We review denial of a motion for judgment of acquittal de novo and, "like the trial court, determine whether the evidence, viewed in the light most favorable to the government, was such that a reasonable juror could find guilt beyond a reasonable doubt." Harris v. United States, 756 A.2d 458, 461 (D.C. 2000) (citations omitted). "In order to convict an individual for criminal contempt it is necessary to find beyond a reasonable doubt that the individual committed a volitional act that constitutes contempt," Smith v. United States, 677
A.2d 1022, 1030 (D.C. 1996), which we have defined as "a willful disregard or disobedience of a public authority." Id. We have held accordingly that when a disbarred lawyer is found to have practiced law in this jurisdiction without first having obtained reinstatement, that lawyer may be held in criminal contempt of court. D.C. Ct. App. R. 49 (d); see In re Burton, 614 A.2d 46 (D.C. 1992). *fn3
Appellant argues in her defense that, under U.S. Department of Labor regulations, 20 C.F.R. Part 655 (1977), an employer or employer's agent is entitled to perform the procedures that appellant sought to perform here, without being a licensed attorney. The trial court accurately observed that the evidence did not support this contention. *fn4 First, appellant contracted directly with the witnesses on her own behalf as their agent, not on behalf of herself as an employer or on behalf of any other employer. Second, assuming the parties had identified a specific employer for whom appellant nominally "worked" in recruiting alien laborers for employment, Bar Counsel correctly points out that the D.C. App. R. 49 (c)(2) exemption to the requirement of a license to practice law does not apply here. That exemption for an attorney who provides "legal services to members of the public solely before a special court, department or agency of the United States" requires, among other provisions, that the "practitioner expressly give prominent notice in all business documents of the practitioner's bar status and that his or her practice is limited consistent with this section (c)." D.C. App. R. 49 (c)(2)(C). There is no record evidence to support findings that appellant provided notice that she no longer was a member of the bar or had limited her practice to a special court or a United States department or agency. Her retainer agreements, in particular, contained no reference to her not having a license to practice law, let alone an acknowledgment of her suspension - facts she concealed from her clients.

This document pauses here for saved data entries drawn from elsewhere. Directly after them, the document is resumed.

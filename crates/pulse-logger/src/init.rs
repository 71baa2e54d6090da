// Copyright (c) 2025 Dimitris Kafetzis
//
// Licensed under the MIT License.
// See LICENSE file in the project root for full license information.
//
// SPDX-License-Identifier: MIT

//! Process-level logging setup.

use crate::adapter::LoggingAdapter;
use crate::bridge::BRIDGE;
use crate::config::LoggingConfig;
use crate::factory::LoggerFactory;
use crate::layout::PulseLayout;
use crate::LoggerError;
use std::sync::Arc;
use tracing::level_filters::LevelFilter;
use tracing_log::AsLog;
use tracing_subscriber::fmt::MakeWriter;
use tracing_subscriber::EnvFilter;

/// Installs the global subscriber and selects the configured adapter.
///
/// - `RUST_LOG`, when set, overrides `config.level`. Directives are matched
///   against logger names, so `warn,orders=debug` works for both adapters.
/// - Records from the `log` facade are bridged into the same subscriber with
///   their key/value pairs kept, so both adapters end up in one output
///   stream formatted by [`PulseLayout`].
/// - The configured adapter replaces the global factory's active adapter.
///
/// Returns [`LoggerError::Init`] if a global subscriber or `log` logger is
/// already installed.
pub fn init(config: &LoggingConfig) -> Result<(), LoggerError> {
    init_with_writer(config, std::io::stdout)
}

/// Like [`init`], writing formatted lines to `writer` instead of stdout.
pub fn init_with_writer<W>(config: &LoggingConfig, writer: W) -> Result<(), LoggerError>
where
    W: for<'w> MakeWriter<'w> + Send + Sync + 'static,
{
    let level = config.parse_level()?;
    let kind = config.adapter_kind()?;

    let filter = EnvFilter::try_from_default_env()
        .unwrap_or_else(|_| EnvFilter::new(level.as_str().to_ascii_lowercase()));

    let subscriber = tracing_subscriber::fmt()
        .with_env_filter(filter)
        .with_writer(writer)
        .event_format(PulseLayout::new(config.logger_segments))
        .finish();
    tracing::subscriber::set_global_default(subscriber)
        .map_err(|e| LoggerError::Init(e.to_string()))?;
    log::set_logger(&BRIDGE).map_err(|e| LoggerError::Init(e.to_string()))?;
    // Let the `log` adapter skip disabled records before reaching the bridge.
    log::set_max_level(LevelFilter::current().as_log());

    LoggerFactory::global().set_adapter(Arc::new(LoggingAdapter::new(kind)));
    tracing::debug!(%kind, %level, "logging initialised");
    Ok(())
}
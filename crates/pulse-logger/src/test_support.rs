// Copyright (c) 2025 Dimitris Kafetzis
//
// Licensed under the MIT License.
// See LICENSE file in the project root for full license information.
//
// SPDX-License-Identifier: MIT

//! Capturing `tracing` subscriber shared by the unit tests.

use crate::Level;
use std::fmt;
use std::sync::{Arc, Mutex};
use tracing::field::{Field, Visit};
use tracing::{Dispatch, Event, Subscriber};
use tracing_subscriber::filter::LevelFilter;
use tracing_subscriber::layer::{Context, SubscriberExt};
use tracing_subscriber::{EnvFilter, Layer};

#[derive(Debug, Clone)]
pub(crate) struct CapturedEvent {
    pub level: Level,
    pub message: String,
    pub fields: Vec<(String, String)>,
}

impl CapturedEvent {
    pub fn field(&self, name: &str) -> Option<&str> {
        self.fields
            .iter()
            .find(|(k, _)| k == name)
            .map(|(_, v)| v.as_str())
    }
}

#[derive(Default)]
struct FieldVisitor {
    message: String,
    fields: Vec<(String, String)>,
}

impl Visit for FieldVisitor {
    fn record_str(&mut self, field: &Field, value: &str) {
        self.fields.push((field.name().to_string(), value.to_string()));
    }

    fn record_error(&mut self, field: &Field, value: &(dyn std::error::Error + 'static)) {
        self.fields.push((field.name().to_string(), value.to_string()));
    }

    fn record_debug(&mut self, field: &Field, value: &dyn fmt::Debug) {
        if field.name() == "message" {
            self.message = format!("{value:?}");
        } else {
            self.fields.push((field.name().to_string(), format!("{value:?}")));
        }
    }
}

struct CaptureLayer {
    events: Arc<Mutex<Vec<CapturedEvent>>>,
}

impl<S: Subscriber> Layer<S> for CaptureLayer {
    fn on_event(&self, event: &Event<'_>, _ctx: Context<'_, S>) {
        let mut visitor = FieldVisitor::default();
        event.record(&mut visitor);
        self.events.lock().unwrap().push(CapturedEvent {
            level: Level::from(event.metadata().level()),
            message: visitor.message,
            fields: visitor.fields,
        });
    }
}

/// Builds a dispatcher that keeps every event at or above `max` verbosity.
pub(crate) fn capturing_dispatch(
    max: tracing::Level,
) -> (Dispatch, Arc<Mutex<Vec<CapturedEvent>>>) {
    let events = Arc::new(Mutex::new(Vec::new()));
    let subscriber = tracing_subscriber::registry()
        .with(LevelFilter::from_level(max))
        .with(CaptureLayer {
            events: Arc::clone(&events),
        });
    (Dispatch::new(subscriber), events)
}

/// Builds a dispatcher filtered by `EnvFilter` directives, e.g.
/// `"warn,orders=debug"`.
pub(crate) fn filtered_dispatch(directives: &str) -> (Dispatch, Arc<Mutex<Vec<CapturedEvent>>>) {
    let events = Arc::new(Mutex::new(Vec::new()));
    let subscriber = tracing_subscriber::registry()
        .with(EnvFilter::new(directives))
        .with(CaptureLayer {
            events: Arc::clone(&events),
        });
    (Dispatch::new(subscriber), events)
}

Absent availability of the exemption on which appellant relies, the evidence was more than sufficient to sustain the trial court's ruling. All three witnesses testified that appellant affirmatively had represented that she was an attorney and at no time had done anything to dispel a belief that she was. All three witnesses also testified that appellant's letterhead, including her "firm" name, led them to believe that she was an attorney working with the law firm Ryan & Webster. The language in the contracts between appellant and each of the witnesses emphasized appellant's knowledge and mastery of the law. All of this, when taken in conjunction with appellant's reference to the witnesses as "clients" - and when coupled with the amount of the fees that appellant charged - is evidence more than sufficient to support the trial court's finding that appellant had, in fact, held herself out as a licensed attorney and provided legal services in contravention of the court order suspending her license to practice law in the District of Columbia.